Les entreprises qui s’apprêtent à rappeler leurs employés au bureau devraient changer leur fusil d’épaule et patienter alors que l’on assiste à une recrudescence des cas de COVID-19, suggère la Santé publique. De son côté, le gouvernement Legault se fie aux entreprises en ce qui a trait à l’utilisation du passeport vaccinal auprès de leurs salariés. Tout cela suscite beaucoup de questions.

En évoquant la quatrième vague ainsi que la « présence marquée » du variant Delta, qui représente actuellement plus de la moitié des cas d’infection, le ministère de la Santé et des Services sociaux (MSSS) a estimé, mercredi, qu’il serait « plus prudent » de reporter le retour progressif au bureau.

De plus, au cours des trois dernières vagues, une grande partie des éclosions sont survenues dans les milieux de travail. Puisque les prochaines semaines seront marquées par la rentrée scolaire et une augmentation des contacts, mieux vaut que les employeurs jouent de prudence, selon la Santé publique.

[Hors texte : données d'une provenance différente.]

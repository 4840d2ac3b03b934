//! Initial schema: users, accounts, budgets, categories, transactions.

use sea_orm_migration::prelude::*;

#[derive(DeriveMigrationName)]
pub struct Migration;

#[async_trait::async_trait]
impl MigrationTrait for Migration {
    async fn up(&self, manager: &SchemaManager) -> Result<(), DbErr> {
        let db = manager.get_connection();

        db.execute_unprepared(ENUMS_SQL).await?;
        db.execute_unprepared(USERS_SQL).await?;
        db.execute_unprepared(ACCOUNTS_SQL).await?;
        db.execute_unprepared(BUDGETS_SQL).await?;
        db.execute_unprepared(CATEGORIES_SQL).await?;
        db.execute_unprepared(TRANSACTIONS_SQL).await?;
        db.execute_unprepared(TRIGGERS_SQL).await?;

        Ok(())
    }

    async fn down(&self, manager: &SchemaManager) -> Result<(), DbErr> {
        let db = manager.get_connection();
        db.execute_unprepared(DROP_ALL_SQL).await?;
        Ok(())
    }
}

// ============================================================
// SQL CONSTANTS
// ============================================================

const ENUMS_SQL: &str = r"
CREATE TYPE transaction_type AS ENUM ('deposit', 'withdrawal');
";

const USERS_SQL: &str = r"
CREATE TABLE users (
    id UUID PRIMARY KEY DEFAULT gen_random_uuid(),
    username VARCHAR(150) NOT NULL UNIQUE,
    email VARCHAR(254) NOT NULL UNIQUE,
    password_hash VARCHAR(255) NOT NULL,
    first_name VARCHAR(150) NOT NULL DEFAULT '',
    last_name VARCHAR(150) NOT NULL DEFAULT '',
    is_active BOOLEAN NOT NULL DEFAULT true,
    is_staff BOOLEAN NOT NULL DEFAULT false,
    date_joined TIMESTAMPTZ NOT NULL DEFAULT now(),
    updated_at TIMESTAMPTZ NOT NULL DEFAULT now()
);

CREATE INDEX idx_users_date_joined ON users(date_joined DESC);
";

const ACCOUNTS_SQL: &str = r"
CREATE TABLE accounts (
    id UUID PRIMARY KEY DEFAULT gen_random_uuid(),
    user_id UUID NOT NULL REFERENCES users(id) ON DELETE CASCADE,
    name VARCHAR(100) NOT NULL,
    balance NUMERIC(15, 2) NOT NULL DEFAULT 0,
    created_at TIMESTAMPTZ NOT NULL DEFAULT now(),
    updated_at TIMESTAMPTZ NOT NULL DEFAULT now()
);

CREATE INDEX idx_accounts_user ON accounts(user_id);
";

const BUDGETS_SQL: &str = r"
CREATE TABLE budgets (
    id UUID PRIMARY KEY DEFAULT gen_random_uuid(),
    user_id UUID NOT NULL REFERENCES users(id) ON DELETE CASCADE,
    account_id UUID NOT NULL REFERENCES accounts(id) ON DELETE CASCADE,
    name VARCHAR(100) NOT NULL,
    total_amount NUMERIC(10, 2) NOT NULL,
    spent_amount NUMERIC(10, 2) NOT NULL DEFAULT 0,
    start_date DATE NOT NULL,
    end_date DATE NOT NULL,
    created_at TIMESTAMPTZ NOT NULL DEFAULT now(),
    updated_at TIMESTAMPTZ NOT NULL DEFAULT now(),

    CONSTRAINT chk_budget_total_non_negative CHECK (total_amount >= 0),
    CONSTRAINT chk_budget_spent_non_negative CHECK (spent_amount >= 0),
    CONSTRAINT chk_budget_date_range CHECK (start_date <= end_date)
);

CREATE INDEX idx_budgets_user ON budgets(user_id);
CREATE INDEX idx_budgets_account ON budgets(account_id);
CREATE INDEX idx_budgets_dates ON budgets(start_date, end_date);
";

const CATEGORIES_SQL: &str = r"
CREATE TABLE categories (
    id UUID PRIMARY KEY DEFAULT gen_random_uuid(),
    user_id UUID NOT NULL REFERENCES users(id) ON DELETE CASCADE,
    name VARCHAR(100) NOT NULL,
    description TEXT,
    budget_id UUID REFERENCES budgets(id) ON DELETE CASCADE,
    created_at TIMESTAMPTZ NOT NULL DEFAULT now(),
    updated_at TIMESTAMPTZ NOT NULL DEFAULT now()
);

CREATE INDEX idx_categories_user ON categories(user_id);
CREATE INDEX idx_categories_budget ON categories(budget_id) WHERE budget_id IS NOT NULL;
";

const TRANSACTIONS_SQL: &str = r"
CREATE TABLE transactions (
    id UUID PRIMARY KEY DEFAULT gen_random_uuid(),
    user_id UUID NOT NULL REFERENCES users(id) ON DELETE CASCADE,
    account_id UUID NOT NULL REFERENCES accounts(id) ON DELETE CASCADE,
    category_id UUID REFERENCES categories(id) ON DELETE CASCADE,
    transaction_type transaction_type NOT NULL,
    amount NUMERIC(10, 2) NOT NULL,
    description VARCHAR(255) NOT NULL DEFAULT '',
    occurred_at TIMESTAMPTZ NOT NULL DEFAULT now(),
    updated_at TIMESTAMPTZ NOT NULL DEFAULT now(),

    CONSTRAINT chk_transaction_amount_positive CHECK (amount > 0)
);

CREATE INDEX idx_transactions_user_date ON transactions(user_id, occurred_at DESC);
CREATE INDEX idx_transactions_account ON transactions(account_id);
CREATE INDEX idx_transactions_category ON transactions(category_id) WHERE category_id IS NOT NULL;
";

const TRIGGERS_SQL: &str = r"
CREATE OR REPLACE FUNCTION set_updated_at()
RETURNS TRIGGER AS $$
BEGIN
    NEW.updated_at = now();
    RETURN NEW;
END;
$$ LANGUAGE plpgsql;

CREATE TRIGGER trg_users_updated_at BEFORE UPDATE ON users
    FOR EACH ROW EXECUTE FUNCTION set_updated_at();
CREATE TRIGGER trg_accounts_updated_at BEFORE UPDATE ON accounts
    FOR EACH ROW EXECUTE FUNCTION set_updated_at();
CREATE TRIGGER trg_budgets_updated_at BEFORE UPDATE ON budgets
    FOR EACH ROW EXECUTE FUNCTION set_updated_at();
CREATE TRIGGER trg_categories_updated_at BEFORE UPDATE ON categories
    FOR EACH ROW EXECUTE FUNCTION set_updated_at();
CREATE TRIGGER trg_transactions_updated_at BEFORE UPDATE ON transactions
    FOR EACH ROW EXECUTE FUNCTION set_updated_at();
";

const DROP_ALL_SQL: &str = r"
DROP TABLE IF EXISTS transactions CASCADE;
DROP TABLE IF EXISTS categories CASCADE;
DROP TABLE IF EXISTS budgets CASCADE;
DROP TABLE IF EXISTS accounts CASCADE;
DROP TABLE IF EXISTS users CASCADE;

DROP FUNCTION IF EXISTS set_updated_at() CASCADE;

DROP TYPE IF EXISTS transaction_type;
";
//! Account routes.

use axum::{
    Json, Router,
    extract::{Path, State},
    http::StatusCode,
    response::IntoResponse,
    routing::get,
};
use chrono::{DateTime, FixedOffset};
use rust_decimal::Decimal;
use serde::{Deserialize, Serialize};
use tracing::info;
use uuid::Uuid;

use crate::{AppState, error::ApiResult, middleware::AuthUser};
use fintrack_core::validation::validate_account;
use fintrack_db::{
    AccountRepository, entities::accounts, repositories::account::AccountInput,
};

/// Creates the account routes (auth middleware is applied by the caller).
pub fn routes() -> Router<AppState> {
    Router::new()
        .route("/accounts", get(list_accounts).post(create_account))
        .route(
            "/accounts/{id}",
            get(get_account).put(update_account).delete(delete_account),
        )
}

// ============================================================================
// Request/Response Types
// ============================================================================

/// Request body for creating or replacing an account.
#[derive(Debug, Deserialize)]
pub struct AccountRequest {
    /// Display name.
    pub name: String,
    /// Opening (or corrected) balance.
    #[serde(default)]
    pub balance: Decimal,
}

/// An account as returned by the API.
#[derive(Debug, Serialize)]
pub struct AccountResponse {
    /// Account ID.
    pub id: Uuid,
    /// Owning user ID.
    pub user: Uuid,
    /// Display name.
    pub name: String,
    /// Current balance.
    pub balance: Decimal,
    /// Creation time.
    pub created_at: DateTime<FixedOffset>,
    /// Last modification time.
    pub updated_at: DateTime<FixedOffset>,
}

impl From<accounts::Model> for AccountResponse {
    fn from(account: accounts::Model) -> Self {
        Self {
            id: account.id,
            user: account.user_id,
            name: account.name,
            balance: account.balance,
            created_at: account.created_at,
            updated_at: account.updated_at,
        }
    }
}

impl AccountRequest {
    fn into_input(self) -> ApiResult<AccountInput> {
        let name = self.name.trim().to_string();
        validate_account(&name, self.balance)?;
        Ok(AccountInput {
            name,
            balance: self.balance,
        })
    }
}

// ============================================================================
// Handlers
// ============================================================================

/// GET `/accounts` - The caller's accounts, by name.
async fn list_accounts(
    State(state): State<AppState>,
    auth: AuthUser,
) -> ApiResult<Json<Vec<AccountResponse>>> {
    let repo = AccountRepository::new(state.db());
    let accounts = repo.list(auth.user_id()).await?;

    Ok(Json(accounts.into_iter().map(AccountResponse::from).collect()))
}

/// POST `/accounts` - Open an account.
async fn create_account(
    State(state): State<AppState>,
    auth: AuthUser,
    Json(payload): Json<AccountRequest>,
) -> ApiResult<impl IntoResponse> {
    let input = payload.into_input()?;

    let repo = AccountRepository::new(state.db());
    let account = repo.create(auth.user_id(), input).await?;

    info!(user_id = %auth.user_id(), account_id = %account.id, "Account created");
    Ok((StatusCode::CREATED, Json(AccountResponse::from(account))))
}

/// GET `/accounts/{id}`
async fn get_account(
    State(state): State<AppState>,
    auth: AuthUser,
    Path(id): Path<Uuid>,
) -> ApiResult<Json<AccountResponse>> {
    let repo = AccountRepository::new(state.db());
    let account = repo.get(auth.user_id(), id).await?;

    Ok(Json(account.into()))
}

/// PUT `/accounts/{id}` - Replace name and balance.
async fn update_account(
    State(state): State<AppState>,
    auth: AuthUser,
    Path(id): Path<Uuid>,
    Json(payload): Json<AccountRequest>,
) -> ApiResult<Json<AccountResponse>> {
    let input = payload.into_input()?;

    let repo = AccountRepository::new(state.db());
    let account = repo.update(auth.user_id(), id, input).await?;

    info!(user_id = %auth.user_id(), account_id = %id, "Account updated");
    Ok(Json(account.into()))
}

/// DELETE `/accounts/{id}` - Removes the account with its budgets and transactions.
async fn delete_account(
    State(state): State<AppState>,
    auth: AuthUser,
    Path(id): Path<Uuid>,
) -> ApiResult<StatusCode> {
    let repo = AccountRepository::new(state.db());
    repo.delete(auth.user_id(), id).await?;

    info!(user_id = %auth.user_id(), account_id = %id, "Account deleted");
    Ok(StatusCode::NO_CONTENT)
}
//! Application configuration management.

use serde::Deserialize;

/// Application configuration.
#[derive(Debug, Clone, Deserialize)]
pub struct AppConfig {
    /// Server configuration.
    #[serde(default)]
    pub server: ServerConfig,
    /// Database configuration.
    pub database: DatabaseConfig,
    /// JWT configuration.
    pub jwt: JwtSettings,
    /// Admin site configuration.
    #[serde(default)]
    pub admin: AdminSiteConfig,
}

/// Server configuration.
#[derive(Debug, Clone, Deserialize)]
pub struct ServerConfig {
    /// Host to bind to.
    #[serde(default = "default_host")]
    pub host: String,
    /// Port to listen on.
    #[serde(default = "default_port")]
    pub port: u16,
}

impl Default for ServerConfig {
    fn default() -> Self {
        Self {
            host: default_host(),
            port: default_port(),
        }
    }
}

fn default_host() -> String {
    "0.0.0.0".to_string()
}

fn default_port() -> u16 {
    8080
}

/// Database configuration.
#[derive(Debug, Clone, Deserialize)]
pub struct DatabaseConfig {
    /// Database connection URL.
    pub url: String,
    /// Maximum number of connections in the pool.
    #[serde(default = "default_max_connections")]
    pub max_connections: u32,
    /// Minimum number of connections in the pool.
    #[serde(default = "default_min_connections")]
    pub min_connections: u32,
}

fn default_max_connections() -> u32 {
    10
}

fn default_min_connections() -> u32 {
    1
}

/// JWT settings as read from configuration sources.
#[derive(Debug, Clone, Deserialize)]
pub struct JwtSettings {
    /// Secret key for signing tokens.
    pub secret: String,
    /// Access token expiration in seconds.
    #[serde(default = "default_access_token_expiry")]
    pub access_token_expiry_secs: u64,
    /// Refresh token expiration in seconds.
    #[serde(default = "default_refresh_token_expiry")]
    pub refresh_token_expiry_secs: u64,
}

fn default_access_token_expiry() -> u64 {
    900 // 15 minutes
}

fn default_refresh_token_expiry() -> u64 {
    604_800 // 7 days
}

/// Static branding for the admin surface.
#[derive(Debug, Clone, PartialEq, Eq, Deserialize, serde::Serialize)]
pub struct AdminSiteConfig {
    /// Header shown on every admin page.
    #[serde(default = "default_site_header")]
    pub site_header: String,
    /// Browser title suffix.
    #[serde(default = "default_site_title")]
    pub site_title: String,
    /// Title of the admin index page.
    #[serde(default = "default_index_title")]
    pub index_title: String,
}

impl Default for AdminSiteConfig {
    fn default() -> Self {
        Self {
            site_header: default_site_header(),
            site_title: default_site_title(),
            index_title: default_index_title(),
        }
    }
}

fn default_site_header() -> String {
    "Finance Dashboard Administration".to_string()
}

fn default_site_title() -> String {
    "Finance Admin".to_string()
}

fn default_index_title() -> String {
    "Financial Management Dashboard".to_string()
}

impl AppConfig {
    /// Loads configuration from environment and config files.
    ///
    /// # Errors
    ///
    /// Returns an error if configuration cannot be loaded.
    pub fn load() -> Result<Self, config::ConfigError> {
        let run_mode = std::env::var("RUN_MODE").unwrap_or_else(|_| "development".to_string());

        let config = config::Config::builder()
            .add_source(config::File::with_name("config/default").required(false))
            .add_source(config::File::with_name(&format!("config/{run_mode}")).required(false))
            .add_source(config::Environment::with_prefix("FINTRACK").separator("__"))
            .build()?;

        config.try_deserialize()
    }
}

#[cfg(test)]
mod tests {
    use super::*;

    #[test]
    fn test_load_from_environment() {
        temp_env::with_vars(
            [
                ("FINTRACK__DATABASE__URL", Some("postgres://localhost/fintrack")),
                ("FINTRACK__JWT__SECRET", Some("env-secret")),
                ("FINTRACK__SERVER__PORT", Some("9090")),
                ("RUN_MODE", Some("test-nonexistent")),
            ],
            || {
                let config = AppConfig::load().unwrap();

                assert_eq!(config.database.url, "postgres://localhost/fintrack");
                assert_eq!(config.database.max_connections, 10);
                assert_eq!(config.jwt.secret, "env-secret");
                assert_eq!(config.jwt.access_token_expiry_secs, 900);
                assert_eq!(config.jwt.refresh_token_expiry_secs, 604_800);
                assert_eq!(config.server.port, 9090);
                assert_eq!(config.server.host, "0.0.0.0");
                assert_eq!(config.admin, AdminSiteConfig::default());
            },
        );
    }

    #[test]
    fn test_admin_site_override() {
        temp_env::with_vars(
            [
                ("FINTRACK__DATABASE__URL", Some("postgres://localhost/fintrack")),
                ("FINTRACK__JWT__SECRET", Some("env-secret")),
                ("FINTRACK__ADMIN__SITE_HEADER", Some("Household Books")),
                ("RUN_MODE", Some("test-nonexistent")),
            ],
            || {
                let config = AppConfig::load().unwrap();

                assert_eq!(config.admin.site_header, "Household Books");
                assert_eq!(config.admin.site_title, "Finance Admin");
            },
        );
    }

    #[test]
    fn test_missing_database_url_fails() {
        temp_env::with_vars(
            [
                ("FINTRACK__DATABASE__URL", None::<&str>),
                ("FINTRACK__JWT__SECRET", Some("env-secret")),
                ("RUN_MODE", Some("test-nonexistent")),
            ],
            || {
                assert!(AppConfig::load().is_err());
            },
        );
    }
}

La situation sera réévaluée en octobre. Pour les 60  000 employés de la fonction publique, la date du 7 septembre a été reportée au 4 octobre. Dans le milieu des affaires, qui estime qu’une partie de la relance des centres urbains passe par un retour des travailleurs dans les tours de bureaux, la recommandation de la Santé publique a suscité de la confusion.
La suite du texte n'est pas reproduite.